I would love for this blog to be full of resources from everyone, not just me! If you have a lesson plan, pattern, or game you think would be a helpful resource, send it to me along with permission or not to include your name and website. If you have a quick idea or comment that relates to a previous blog post, please include it in the comments section for that post so readers can get even more ideas!


This is not professional advice, this is a blog. I am not liable for what you do with or how you use this information. The activities explained in this blog may not be fit for every rider, riding instructor, or riding center depending on their current condition and resources. Use your best personal judgement!

This is a personal blog. Although it is intended as a resource for PATH Intl Instructors, I am not a spokesperson for PATH Intl.


I have chosen to use the term “therapeutic riding” throughout this blog because that’s what PATH Intl. calls it, and I think it’s the terminology people will use most when searching for this type of information on the internet.

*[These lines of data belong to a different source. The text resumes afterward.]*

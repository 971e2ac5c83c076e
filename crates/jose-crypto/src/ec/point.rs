use super::curve::CurveParams;
use crate::{errors::Error, math::BigInteger};

/// A point of a prime curve in affine coordinates.
#[derive(Debug, Clone, PartialEq, Eq)]
pub enum Point {
    /// The neutral element.
    Infinity,
    Affine { x: BigInteger, y: BigInteger },
}

impl Point {
    pub fn x(&self) -> Option<&BigInteger> {
        match self {
            Point::Infinity => None,
            Point::Affine { x, .. } => Some(x),
        }
    }

    pub fn y(&self) -> Option<&BigInteger> {
        match self {
            Point::Infinity => None,
            Point::Affine { y, .. } => Some(y),
        }
    }

    pub fn is_infinity(&self) -> bool {
        matches!(self, Point::Infinity)
    }
}

impl CurveParams {
    /// Whether `point` is a finite point with reduced coordinates satisfying the curve equation.
    pub fn contains(&self, point: &Point) -> bool {
        let Point::Affine { x, y } = point else {
            return false;
        };
        if *x >= self.p || *y >= self.p {
            return false;
        }
        self.equation_holds(x, y).unwrap_or(false)
    }

    fn equation_holds(&self, x: &BigInteger, y: &BigInteger) -> Result<bool, Error> {
        let p = &self.p;
        let lhs = y.mod_mul(y, p)?;
        let x3 = x.mod_mul(x, p)?.mod_mul(x, p)?;
        let rhs = x3.mod_add(&self.a.mod_mul(x, p)?, p)?.mod_add(&self.b, p)?;
        Ok(lhs == rhs)
    }

    /// Build a finite point, rejecting coordinates that are not on the curve.
    pub fn point(&self, x: BigInteger, y: BigInteger) -> Result<Point, Error> {
        let point = Point::Affine { x, y };
        if !self.contains(&point) {
            return Err(Error::invalid_key("point is not on the curve"));
        }
        Ok(point)
    }

    pub fn add(&self, lhs: &Point, rhs: &Point) -> Result<Point, Error> {
        let (x1, y1, x2, y2) = match (lhs, rhs) {
            (Point::Infinity, _) => return Ok(rhs.clone()),
            (_, Point::Infinity) => return Ok(lhs.clone()),
            (Point::Affine { x: x1, y: y1 }, Point::Affine { x: x2, y: y2 }) => (x1, y1, x2, y2),
        };
        let p = &self.p;

        if x1 == x2 {
            // P + P doubles, P + (-P) is the neutral element
            return if y1 == y2 { self.double(lhs) } else { Ok(Point::Infinity) };
        }

        let lambda = y2.mod_sub(y1, p)?.mod_mul(&x2.mod_sub(x1, p)?.mod_inverse(p)?, p)?;
        let x3 = lambda.mod_mul(&lambda, p)?.mod_sub(x1, p)?.mod_sub(x2, p)?;
        let y3 = lambda.mod_mul(&x1.mod_sub(&x3, p)?, p)?.mod_sub(y1, p)?;
        Ok(Point::Affine { x: x3, y: y3 })
    }

    pub fn double(&self, point: &Point) -> Result<Point, Error> {
        let Point::Affine { x, y } = point else {
            return Ok(Point::Infinity);
        };
        if y.is_zero() {
            return Ok(Point::Infinity);
        }
        let p = &self.p;

        let three_x2 = x.mod_mul(x, p)?.mod_mul(&BigInteger::from(3u32), p)?;
        let numerator = three_x2.mod_add(&self.a, p)?;
        let denominator = y.mod_add(y, p)?.mod_inverse(p)?;
        let lambda = numerator.mod_mul(&denominator, p)?;

        let x3 = lambda.mod_mul(&lambda, p)?.mod_sub(&x.mod_add(x, p)?, p)?;
        let y3 = lambda.mod_mul(&x.mod_sub(&x3, p)?, p)?.mod_sub(y, p)?;
        Ok(Point::Affine { x: x3, y: y3 })
    }

    /// Scalar multiplication with a Montgomery ladder.
    ///
    /// The ladder walks a fixed number of bits (the bit length of the group
    /// order) and performs one addition and one doubling per bit whatever its
    /// value. Scalars wider than the order are reduced first.
    pub fn mul(&self, scalar: &BigInteger, point: &Point) -> Result<Point, Error> {
        let order_bits = self.n.bits();
        let reduced;
        let k = if scalar.bits() > order_bits {
            reduced = scalar.modulo(&self.n)?;
            &reduced
        } else {
            scalar
        };

        let mut r0 = Point::Infinity;
        let mut r1 = point.clone();
        for i in (0..order_bits).rev() {
            if k.bit(i) {
                r0 = self.add(&r0, &r1)?;
                r1 = self.double(&r1)?;
            } else {
                r1 = self.add(&r0, &r1)?;
                r0 = self.double(&r0)?;
            }
        }
        Ok(r0)
    }

    /// `k * G`.
    pub fn mul_base(&self, scalar: &BigInteger) -> Result<Point, Error> {
        self.mul(scalar, &self.g)
    }
}

#[cfg(test)]
mod tests {
    use super::*;
    use crate::ec::Curve;

    #[test]
    fn test_add_matches_double() {
        let params = Curve::P256.params();
        let g = &params.g;
        assert_eq!(params.add(g, g).unwrap(), params.double(g).unwrap());
    }

    #[test]
    fn test_scalar_multiplication_is_consistent() {
        let params = Curve::P384.params();
        let g = &params.g;
        let three_g = params.add(&params.double(g).unwrap(), g).unwrap();
        assert_eq!(params.mul_base(&BigInteger::from(3u32)).unwrap(), three_g);
        assert!(params.contains(&three_g));

        let a = BigInteger::from(123_456u32);
        let b = BigInteger::from(987_654u32);
        let ab = params.mul_base(&a.mul(&b)).unwrap();
        let ba = params.mul(&a, &params.mul_base(&b).unwrap()).unwrap();
        assert_eq!(ab, ba);
    }

    #[test]
    fn test_infinity_is_neutral() {
        let params = Curve::P256.params();
        let g = &params.g;
        assert_eq!(params.add(&Point::Infinity, g).unwrap(), *g);
        assert_eq!(params.add(g, &Point::Infinity).unwrap(), *g);
        assert_eq!(params.mul_base(&BigInteger::zero()).unwrap(), Point::Infinity);
    }

    #[test]
    fn test_point_rejects_off_curve_coordinates() {
        let params = Curve::P256.params();
        let gx = params.g.x().unwrap().clone();
        let gy = params.g.y().unwrap().add(&BigInteger::one());
        assert!(matches!(params.point(gx, gy), Err(Error::InvalidKey(_))));
        assert!(!params.contains(&Point::Infinity));
    }

    #[test]
    fn test_point_rejects_unreduced_coordinates() {
        let params = Curve::P256.params();
        let x = params.g.x().unwrap().add(&params.p);
        let y = params.g.y().unwrap().clone();
        assert!(params.point(x, y).is_err());
    }
}
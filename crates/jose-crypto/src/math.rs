//! Arbitrary precision non-negative integers.
//!
//! [`BigInteger`] is an immutable value: every operation returns a new
//! integer. It is the foundation of the RSA and elliptic-curve engines.

use std::fmt;
use std::ops::{Add, Mul, Rem};

use num_bigint::BigUint;
use num_integer::Integer;
use num_traits::{One, Zero};

use crate::{errors::Error, utils::random_bytes};

/// Small primes used to discard most composite candidates before Miller-Rabin.
const SMALL_PRIMES: [u32; 54] = [
    3, 5, 7, 11, 13, 17, 19, 23, 29, 31, 37, 41, 43, 47, 53, 59, 61, 67, 71, 73, 79, 83, 89, 97, 101, 103, 107, 109,
    113, 127, 131, 137, 139, 149, 151, 157, 163, 167, 173, 179, 181, 191, 193, 197, 199, 211, 223, 227, 229, 233,
    239, 241, 251, 257,
];

/// An immutable arbitrary precision non-negative integer.
#[derive(Clone, PartialEq, Eq, PartialOrd, Ord, Hash, Default)]
pub struct BigInteger(BigUint);

impl BigInteger {
    /// The integer `0`.
    pub fn zero() -> Self {
        Self(BigUint::zero())
    }

    /// The integer `1`.
    pub fn one() -> Self {
        Self(BigUint::one())
    }

    /// Parse a big-endian byte string. Leading zero bytes are ignored.
    pub fn from_bytes_be(bytes: &[u8]) -> Self {
        Self(BigUint::from_bytes_be(bytes))
    }

    /// Parse a hexadecimal string, used for curve constants.
    pub fn from_hex(hex: &str) -> Result<Self, Error> {
        BigUint::parse_bytes(hex.as_bytes(), 16)
            .map(Self)
            .ok_or_else(|| Error::Encoding(format!("invalid hexadecimal integer: {hex}")))
    }

    /// Minimal big-endian encoding. Zero encodes as a single `0x00` byte.
    pub fn to_bytes_be(&self) -> Vec<u8> {
        self.0.to_bytes_be()
    }

    /// Big-endian encoding left padded with zeros to exactly `length` bytes.
    ///
    /// Fails with `Error::Encoding` if the value does not fit; it is never truncated.
    pub fn to_bytes(&self, length: usize) -> Result<Vec<u8>, Error> {
        let bytes = if self.is_zero() { Vec::new() } else { self.0.to_bytes_be() };
        if bytes.len() > length {
            return Err(Error::Encoding(format!(
                "integer needs {} bytes but only {length} are available",
                bytes.len()
            )));
        }
        let mut out = vec![0u8; length - bytes.len()];
        out.extend_from_slice(&bytes);
        Ok(out)
    }

    pub fn is_zero(&self) -> bool {
        self.0.is_zero()
    }

    pub fn is_one(&self) -> bool {
        self.0.is_one()
    }

    pub fn is_odd(&self) -> bool {
        self.0.is_odd()
    }

    /// Number of significant bits.
    pub fn bits(&self) -> usize {
        self.0.bits() as usize
    }

    /// Number of bytes needed to hold [`Self::bits`].
    pub fn byte_len(&self) -> usize {
        self.bits().div_ceil(8)
    }

    /// Value of bit `index`, counting from the least significant bit.
    pub fn bit(&self, index: usize) -> bool {
        self.0.bit(index as u64)
    }

    pub fn add(&self, other: &Self) -> Self {
        Self(&self.0 + &other.0)
    }

    /// Subtraction; a negative result is an arithmetic error.
    pub fn sub(&self, other: &Self) -> Result<Self, Error> {
        if other.0 > self.0 {
            return Err(Error::Arithmetic("subtraction result would be negative"));
        }
        Ok(Self(&self.0 - &other.0))
    }

    pub fn mul(&self, other: &Self) -> Self {
        Self(&self.0 * &other.0)
    }

    /// Right shift by `bits` positions.
    pub fn shr(&self, bits: usize) -> Self {
        Self(&self.0 >> bits)
    }

    /// Quotient and remainder. Division by zero is an arithmetic error.
    pub fn div_rem(&self, divisor: &Self) -> Result<(Self, Self), Error> {
        if divisor.is_zero() {
            return Err(Error::Arithmetic("division by zero"));
        }
        let (q, r) = self.0.div_rem(&divisor.0);
        Ok((Self(q), Self(r)))
    }

    /// `self mod modulus`.
    pub fn modulo(&self, modulus: &Self) -> Result<Self, Error> {
        if modulus.is_zero() {
            return Err(Error::Arithmetic("zero modulus"));
        }
        Ok(Self(&self.0 % &modulus.0))
    }

    /// `(self + other) mod modulus`.
    pub fn mod_add(&self, other: &Self, modulus: &Self) -> Result<Self, Error> {
        self.add(other).modulo(modulus)
    }

    /// `(self - other) mod modulus`, always in `[0, modulus)`.
    pub fn mod_sub(&self, other: &Self, modulus: &Self) -> Result<Self, Error> {
        let a = self.modulo(modulus)?;
        let b = other.modulo(modulus)?;
        if a >= b {
            Ok(Self(a.0 - b.0))
        } else {
            Ok(Self(&modulus.0 - b.0 + a.0))
        }
    }

    /// `(self * other) mod modulus`.
    pub fn mod_mul(&self, other: &Self, modulus: &Self) -> Result<Self, Error> {
        self.mul(other).modulo(modulus)
    }

    /// `self ^ exponent mod modulus`.
    pub fn mod_pow(&self, exponent: &Self, modulus: &Self) -> Result<Self, Error> {
        if modulus.is_zero() {
            return Err(Error::Arithmetic("zero modulus"));
        }
        Ok(Self(self.0.modpow(&exponent.0, &modulus.0)))
    }

    /// Multiplicative inverse modulo `modulus`.
    ///
    /// Fails when the modulus is zero or when no inverse exists.
    pub fn mod_inverse(&self, modulus: &Self) -> Result<Self, Error> {
        if modulus.is_zero() {
            return Err(Error::Arithmetic("zero modulus"));
        }
        self.0
            .modinv(&modulus.0)
            .map(Self)
            .ok_or(Error::Arithmetic("value is not invertible for this modulus"))
    }

    pub fn gcd(&self, other: &Self) -> Self {
        Self(self.0.gcd(&other.0))
    }

    pub fn lcm(&self, other: &Self) -> Self {
        Self(self.0.lcm(&other.0))
    }

    /// Uniformly random integer in `[0, limit)`, drawn by rejection sampling.
    pub fn random_below(limit: &Self) -> Result<Self, Error> {
        if limit.is_zero() {
            return Err(Error::Arithmetic("empty range"));
        }
        let bits = limit.bits();
        let len = bits.div_ceil(8);
        let excess = len * 8 - bits;
        loop {
            let mut bytes = random_bytes(len)?;
            if let Some(first) = bytes.first_mut() {
                *first &= 0xff >> excess;
            }
            let candidate = Self::from_bytes_be(&bytes);
            if candidate < *limit {
                return Ok(candidate);
            }
        }
    }

    /// Uniformly random integer in `[low, high)`.
    pub fn random_range(low: &Self, high: &Self) -> Result<Self, Error> {
        let span = high.sub(low)?;
        Ok(Self::random_below(&span)?.add(low))
    }

    /// Random odd integer of exactly `bits` bits with the two top bits set.
    ///
    /// Setting both top bits keeps the product of two such values at `2 * bits` bits.
    pub(crate) fn random_odd_with_top_bits(bits: usize) -> Result<Self, Error> {
        if bits < 2 {
            return Err(Error::Arithmetic("too few bits requested"));
        }
        let len = bits.div_ceil(8);
        let excess = len * 8 - bits;
        let mut bytes = random_bytes(len)?;
        bytes[0] &= 0xff >> excess;
        let top = 7 - excess;
        bytes[0] |= 1 << top;
        if top == 0 {
            bytes[1] |= 0x80;
        } else {
            bytes[0] |= 1 << (top - 1);
        }
        bytes[len - 1] |= 1;
        Ok(Self::from_bytes_be(&bytes))
    }

    /// Miller-Rabin probabilistic primality test with `rounds` random bases,
    /// preceded by trial division against small primes.
    pub fn is_probable_prime(&self, rounds: usize) -> Result<bool, Error> {
        let two = BigUint::from(2u32);
        if self.0 < two {
            return Ok(false);
        }
        if self.0 == two {
            return Ok(true);
        }
        if self.0.is_even() {
            return Ok(false);
        }
        for p in SMALL_PRIMES {
            let p = BigUint::from(p);
            if self.0 == p {
                return Ok(true);
            }
            if (&self.0 % &p).is_zero() {
                return Ok(false);
            }
        }

        let n_minus_one = &self.0 - 1u32;
        let mut d = n_minus_one.clone();
        let mut s = 0usize;
        while d.is_even() {
            d >>= 1;
            s += 1;
        }

        // bases are drawn from [2, n - 2]
        let low = Self(two.clone());
        let high = Self(&self.0 - 1u32);
        'witness: for _ in 0..rounds {
            let a = Self::random_range(&low, &high)?;
            let mut x = a.0.modpow(&d, &self.0);
            if x.is_one() || x == n_minus_one {
                continue;
            }
            for _ in 1..s {
                x = x.modpow(&two, &self.0);
                if x == n_minus_one {
                    continue 'witness;
                }
            }
            return Ok(false);
        }
        Ok(true)
    }

    /// Generate a random probable prime of exactly `bits` bits.
    pub fn generate_prime(bits: usize) -> Result<Self, Error> {
        loop {
            let candidate = Self::random_odd_with_top_bits(bits)?;
            if candidate.is_probable_prime(prime_rounds(bits))? {
                return Ok(candidate);
            }
        }
    }

    pub(crate) fn as_biguint(&self) -> &BigUint {
        &self.0
    }
}

// Rounds giving an error probability below 2^-100 for random candidates
// (FIPS 186-5, table B.1).
fn prime_rounds(bits: usize) -> usize {
    match bits {
        0..=512 => 8,
        513..=1024 => 5,
        1025..=1536 => 4,
        _ => 3,
    }
}

impl From<u32> for BigInteger {
    fn from(value: u32) -> Self {
        Self(BigUint::from(value))
    }
}

impl From<BigUint> for BigInteger {
    fn from(value: BigUint) -> Self {
        Self(value)
    }
}

impl fmt::Debug for BigInteger {
    fn fmt(&self, f: &mut fmt::Formatter<'_>) -> fmt::Result {
        write!(f, "BigInteger(0x{:x})", self.0)
    }
}

impl fmt::Display for BigInteger {
    fn fmt(&self, f: &mut fmt::Formatter<'_>) -> fmt::Result {
        write!(f, "{}", self.0)
    }
}

impl Add for &BigInteger {
    type Output = BigInteger;

    fn add(self, rhs: Self) -> BigInteger {
        BigInteger::add(self, rhs)
    }
}

impl Mul for &BigInteger {
    type Output = BigInteger;

    fn mul(self, rhs: Self) -> BigInteger {
        BigInteger::mul(self, rhs)
    }
}

/// Reduction by a modulus known to be non-zero. Panics on a zero modulus like
/// the primitive integer types do; use [`BigInteger::modulo`] for untrusted values.
impl Rem for &BigInteger {
    type Output = BigInteger;

    fn rem(self, rhs: Self) -> BigInteger {
        BigInteger(&self.0 % &rhs.0)
    }
}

However, there are some great discussions going about whether to use the word therapeutic, adapted, equine assisted, etc. to describe what we do. For more about that, see the Terminology post.


This is a free resource because we are all in this together to help our riders. I have ads because it supports having a domain name so folks can find this blog easier. I also get paid commission for links to Amazon books I recommend, but I only mention books if I really like them.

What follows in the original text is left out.